Packing a show taught them how to shrink a language brain
In the theatre workshop, the touring crew tried to squeeze a whole show into one narrow truck. The stage manager held two set lists: one needed piles of one-off props, the other reused a few bits with quick swaps. You could feel which plan was kinder on your arms.
That same squeeze happens in computer systems that read and answer in everyday language. Making them “bigger” often means storing more parts and shuffling more of them between machines. Memory fills up, and the shuffling turns into the bottleneck.
First swap: tiny tags instead of bulky labels. Like tagging each prop with a small ID, then using one laminated chart to look up the full details when you need them. The tags are the stored word markers, the chart is the one shared step that expands them, and the expanded form is what the system uses while reading. Takeaway: keep the store cupboard light, still work in fine detail.

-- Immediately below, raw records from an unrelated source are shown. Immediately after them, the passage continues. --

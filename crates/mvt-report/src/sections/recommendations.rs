use super::ReportContext;
use crate::document::{Block, Priority, TextStyle};

const INCIDENT_ACTIONS: [(Priority, &str); 4] = [
    (
        Priority::Immediate,
        "Investigate all detected security issues flagged in this report",
    ),
    (
        Priority::Immediate,
        "Consider isolating the device from networks until issues are resolved",
    ),
    (
        Priority::High,
        "Perform a full factory reset if compromise is confirmed",
    ),
    (
        Priority::High,
        "Change all passwords and revoke authentication tokens for accounts used on this device",
    ),
];

const GENERAL_ACTIONS: [&str; 6] = [
    "Keep the device operating system updated to the latest version",
    "Only install applications from official app stores",
    "Regularly review and remove unused applications",
    "Enable automatic security updates where available",
    "Use strong, unique passwords and enable two-factor authentication",
    "Regularly backup important data to secure, offline storage",
];

fn recommendation(priority: Priority, action: &str) -> Block {
    Block::Paragraph {
        text: format!("[{}] {action}", priority.label()),
        style: TextStyle::Priority(priority),
    }
}

pub(super) fn recommendations(context: &ReportContext<'_>) -> Vec<Block> {
    let mut blocks = vec![Block::heading("Recommendations")];

    if !context.scan.detected_issues().is_empty() {
        blocks.extend(
            INCIDENT_ACTIONS
                .iter()
                .map(|(priority, action)| recommendation(*priority, action)),
        );
    }
    blocks.extend(
        GENERAL_ACTIONS
            .iter()
            .map(|action| recommendation(Priority::Medium, action)),
    );

    blocks
}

Second swap: one tool kit for every change. Older builds had a fresh set of adjustable knobs at every layer, like making new jigs for each scene. Here the layers reuse the same knobs, so you can stack more layers without hauling extra kit. The swaps can even get smoother because the crew practises with the same tools each time.
Then they fixed a practice drill that was too easy to game. The old drill asked if two script chunks belonged together, but you could guess by spotting different “topics”, like costumes from different plays. The new drill takes neighbouring chunks from the same script and sometimes flips them, so you must notice real order and flow. An apology can’t come before the row.
With lighter tags, shared knobs, and that tougher drill, they could build a system with far fewer adjustable parts and still match or beat chunkier versions on common language tasks. The clearest win came when meaning depended on more than one sentence, where order and connection really matter. Even when the older system got extra practice time, the newer one stayed ahead.
The truck door finally shut without the usual wrestling match. The stage manager didn’t need to say it out loud: more capability doesn’t always mean more baggage. Reuse parts on purpose, and practise the right skill, keeping events in order, and you can grow under tight memory and slow connections.